Os veraneantes acorrem em grande número a esta missa campal. O sol é ardente, mas as árvores estendem generosamente a sua sombra protectora. Todos cantam. Até as crianças se empenham em cantar, seguindo o texto impresso nas folhas. Há participação mais bela do que a de uma assembleia que canta? Contemplo-a com alegria.  
   
communion A minha família está presente, em redor de Lise que vai fazer a sua primeira comunhão.
 
   
Os não praticantes também quiseram participar nesta festa familiar. Tenho oportunidade de celebrar a eucaristia e de tomar a palavra. A leitura do Evangelho é a passagem da multiplicação dos pães. Jesus inicia ao gesto da partilha. Dar e não possuir. É a partilha que nos torna irmãos.  
   
A mãe de Lise vem ao microfone, ler algumas intenções de oração. A sua emoção é bem visível. Quando chega à última intenção, que se refere à sua filha, as lágrimas começam a correr. A assembleia retém a respiração.

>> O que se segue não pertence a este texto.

//! A small text template engine compatible with the subset of Go's
//! `text/template` used by Packer, Autounattend and Vagrant templates.
//!
//! Supported: text, `{{ pipeline }}`, `if`/`else if`/`else`/`end`,
//! top level `define`, `template "name" [pipeline]`, comments, trim markers,
//! string/raw string/integer/boolean literals, `.Field` access,
//! parenthesised pipelines and `|` chaining. Data is a [`serde_json::Value`].

mod builtins;
mod exec;
mod lexer;
mod parser;

use std::collections::BTreeMap;
use std::fmt;

use serde_json::Value;

use crate::error::{TemplateError, TemplateResult};

pub use builtins::{format_value, is_true};

/// A template function. Receives evaluated arguments, the piped value last.
pub type Func = fn(&[Value]) -> Result<Value, String>;

/// Functions callable from templates, by name.
#[derive(Clone)]
pub struct FuncMap {
    funcs: BTreeMap<&'static str, Func>,
}

impl FuncMap {
    /// An empty map. Templates parsed against it can still use the
    /// builtins, which are always present.
    pub fn empty() -> Self {
        Self {
            funcs: BTreeMap::new(),
        }
    }

    /// `eq`, `ne`, `not`, `and`, `or` and `printf`.
    pub fn builtins() -> Self {
        let mut map = Self::empty();
        map.insert("eq", builtins::eq);
        map.insert("ne", builtins::ne);
        map.insert("not", builtins::not);
        map.insert("and", builtins::and);
        map.insert("or", builtins::or);
        map.insert("printf", builtins::printf);
        map
    }

    pub fn insert(&mut self, name: &'static str, func: Func) {
        self.funcs.insert(name, func);
    }

    pub fn with(mut self, name: &'static str, func: Func) -> Self {
        self.insert(name, func);
        self
    }

    pub fn get(&self, name: &str) -> Option<Func> {
        self.funcs.get(name).copied()
    }

    pub fn contains(&self, name: &str) -> bool {
        self.funcs.contains_key(name)
    }

    pub fn names(&self) -> impl Iterator<Item = &str> {
        self.funcs.keys().copied()
    }
}

impl Default for FuncMap {
    fn default() -> Self {
        Self::builtins()
    }
}

impl fmt::Debug for FuncMap {
    fn fmt(&self, f: &mut fmt::Formatter<'_>) -> fmt::Result {
        f.debug_set().entries(self.funcs.keys()).finish()
    }
}

#[derive(Debug, Clone, PartialEq)]
pub(crate) struct SyntaxError {
    pub line: usize,
    pub message: String,
}

/// A parsed template with its `define` blocks.
#[derive(Debug, Clone)]
pub struct Template {
    name: String,
    root: Vec<parser::Node>,
    defines: BTreeMap<String, Vec<parser::Node>>,
    funcs: FuncMap,
}

impl Template {
    /// Parse `text`. Every function a template calls must be in `funcs`
    /// or be one of the builtins.
    pub fn parse(name: impl Into<String>, text: &str, funcs: FuncMap) -> TemplateResult<Self> {
        let name = name.into();
        let mut funcs = funcs;
        for (builtin, func) in FuncMap::builtins().funcs {
            funcs.funcs.entry(builtin).or_insert(func);
        }

        let parse_error = |e: SyntaxError| TemplateError::Parse {
            template: name.clone(),
            line: e.line,
            message: e.message,
        };

        let items = lexer::lex(text).map_err(parse_error)?;
        let parsed = parser::parse(items, &funcs).map_err(parse_error)?;

        Ok(Self {
            name,
            root: parsed.root,
            defines: parsed.defines,
            funcs,
        })
    }

    pub fn name(&self) -> &str {
        &self.name
    }

    /// Names of the `define` blocks, sorted.
    pub fn defined_templates(&self) -> Vec<&str> {
        self.defines.keys().map(String::as_str).collect()
    }

    /// Execute the main body against `data`.
    pub fn execute(&self, data: &Value) -> TemplateResult<String> {
        exec::execute(self, data).map_err(|e| TemplateError::Execution {
            template: self.name.clone(),
            line: e.line,
            message: e.message,
        })
    }
}

#[cfg(test)]
mod tests {
    use super::*;
    use serde_json::json;

    fn render(text: &str, data: Value) -> TemplateResult<String> {
        Template::parse("test", text, FuncMap::builtins())?.execute(&data)
    }

    fn upper(args: &[Value]) -> Result<Value, String> {
        match args {
            [Value::String(s)] => Ok(Value::String(s.to_uppercase())),
            _ => Err("expected one string".into()),
        }
    }

    #[test]
    fn test_plain_text_is_unchanged() {
        assert_eq!(render("no actions here", json!({})).unwrap(), "no actions here");
    }

    #[test]
    fn test_field_substitution() {
        let out = render(
            "box {{ .OSName }} with {{.RAM}}MB, headless={{ .Headless }}",
            json!({"OSName": "windows10", "RAM": 2048, "Headless": true}),
        )
        .unwrap();
        assert_eq!(out, "box windows10 with 2048MB, headless=true");
    }

    #[test]
    fn test_nested_fields() {
        let out = render("{{ .A.B }}", json!({"A": {"B": "deep"}})).unwrap();
        assert_eq!(out, "deep");
    }

    #[test]
    fn test_missing_field_is_an_error() {
        let err = render("line one\n{{ .Nope }}", json!({"OSName": "x"})).unwrap_err();
        match err {
            TemplateError::Execution { template, line, message } => {
                assert_eq!(template, "test");
                assert_eq!(line, 2);
                assert!(message.contains("Nope"));
            }
            other => panic!("unexpected error: {other}"),
        }
    }

    #[test]
    fn test_if_else_chain() {
        let text = r#"{{ if eq .Communicator "ssh" }}ssh{{ else if eq .Communicator "winrm" }}winrm{{ else }}other{{ end }}"#;
        assert_eq!(render(text, json!({"Communicator": "ssh"})).unwrap(), "ssh");
        assert_eq!(render(text, json!({"Communicator": "winrm"})).unwrap(), "winrm");
        assert_eq!(render(text, json!({"Communicator": "none"})).unwrap(), "other");
    }

    #[test]
    fn test_if_truthiness() {
        let text = "{{ if .ProductKey }}key={{ .ProductKey }}{{ end }}";
        assert_eq!(render(text, json!({"ProductKey": ""})).unwrap(), "");
        assert_eq!(render(text, json!({"ProductKey": "ABC"})).unwrap(), "key=ABC");
        assert_eq!(render("{{ if not .WindowsUpdates }}skip{{ end }}", json!({"WindowsUpdates": false})).unwrap(), "skip");
    }

    #[test]
    fn test_define_and_template() {
        let text = "<a>{{ template \"disks\" . }}</a>\n{{define \"disks\"}}\n<d>{{ .Disk }}</d>\n{{end}}";
        let tmpl = Template::parse("root", text, FuncMap::builtins()).unwrap();
        assert_eq!(tmpl.defined_templates(), vec!["disks"]);
        assert_eq!(tmpl.execute(&json!({"Disk": 1})).unwrap(), "<a>\n<d>1</d>\n</a>\n");
    }

    #[test]
    fn test_template_without_data_gets_nil_dot() {
        let text = "{{ template \"t\" }}{{ define \"t\" }}[{{ . }}]{{ end }}";
        assert_eq!(render(text, json!({"A": 1})).unwrap(), "[<no value>]");
    }

    #[test]
    fn test_undefined_template_is_an_error() {
        assert!(matches!(
            render("{{ template \"missing\" . }}", json!({})),
            Err(TemplateError::Execution { .. })
        ));
    }

    #[test]
    fn test_duplicate_define_is_a_parse_error() {
        let text = "{{define \"a\"}}1{{end}}{{define \"a\"}}2{{end}}";
        assert!(matches!(render(text, json!({})), Err(TemplateError::Parse { .. })));
    }

    #[test]
    fn test_recursive_template_is_stopped() {
        let text = "{{ template \"loop\" . }}{{ define \"loop\" }}{{ template \"loop\" . }}{{ end }}";
        assert!(matches!(render(text, json!({})), Err(TemplateError::Execution { .. })));
    }

    #[test]
    fn test_custom_functions_and_pipes() {
        let funcs = FuncMap::builtins().with("ToUpper", upper);
        let tmpl = Template::parse(
            "t",
            r#"{{ .Name | ToUpper }} {{ ToUpper (printf "%s-%d" .Name 7) }}"#,
            funcs,
        )
        .unwrap();
        assert_eq!(tmpl.execute(&json!({"Name": "box"})).unwrap(), "BOX BOX-7");
    }

    #[test]
    fn test_unknown_function_is_a_parse_error() {
        let err = render("{{ Frobnicate .X }}", json!({})).unwrap_err();
        assert!(matches!(err, TemplateError::Parse { ref message, .. } if message.contains("Frobnicate")));
    }

    #[test]
    fn test_escaped_delimiters() {
        let out = render(r#"{{"{{"}} .HTTPIP {{"}}"}}"#, json!({})).unwrap();
        assert_eq!(out, "{{ .HTTPIP }}");
    }

    #[test]
    fn test_unsupported_actions() {
        assert!(render("{{ range .X }}{{ end }}", json!({"X": []})).is_err());
        assert!(render("{{ with .X }}{{ end }}", json!({"X": 1})).is_err());
    }

    #[test]
    fn test_unbalanced_blocks() {
        assert!(matches!(render("{{ if true }}open", json!({})), Err(TemplateError::Parse { .. })));
        assert!(matches!(render("{{ end }}", json!({})), Err(TemplateError::Parse { .. })));
        assert!(matches!(render("{{ else }}", json!({})), Err(TemplateError::Parse { .. })));
    }

    #[test]
    fn test_define_only_at_top_level() {
        let text = "{{ if true }}{{ define \"x\" }}{{ end }}{{ end }}";
        assert!(matches!(render(text, json!({})), Err(TemplateError::Parse { .. })));
    }

    #[test]
    fn test_builtins_always_available() {
        let tmpl = Template::parse("t", "{{ printf \"%d\" 3 }}", FuncMap::empty()).unwrap();
        assert_eq!(tmpl.execute(&json!({})).unwrap(), "3");
    }
}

Um momento inesperado e alegre: as crianças são convidadas a trazer para o altar tudo o que foi preparado para esse efeito. Imediatamente surgem crianças de todos os lados, como aves a voar dos ninhos. São tantas que não há objectos suficientes para todas elas! Mas elas gostam de se mexer e de fazer qualquer coisa.
 
   
Lise é a primeira a comungar. O seu rosto respira paz e felicidade. Atrás dela forma-se uma fila ininterrupta para vir comungar. Pessoas que não comungavam há muito aproximam-se também. Jesus não disse:
“Tomai e comei todos?”
Lise
 
   
Depois da missa, a festa familiar prossegue, para grande alegria de Lise, que guardará durante muito tempo a recordação destes momentos de luz.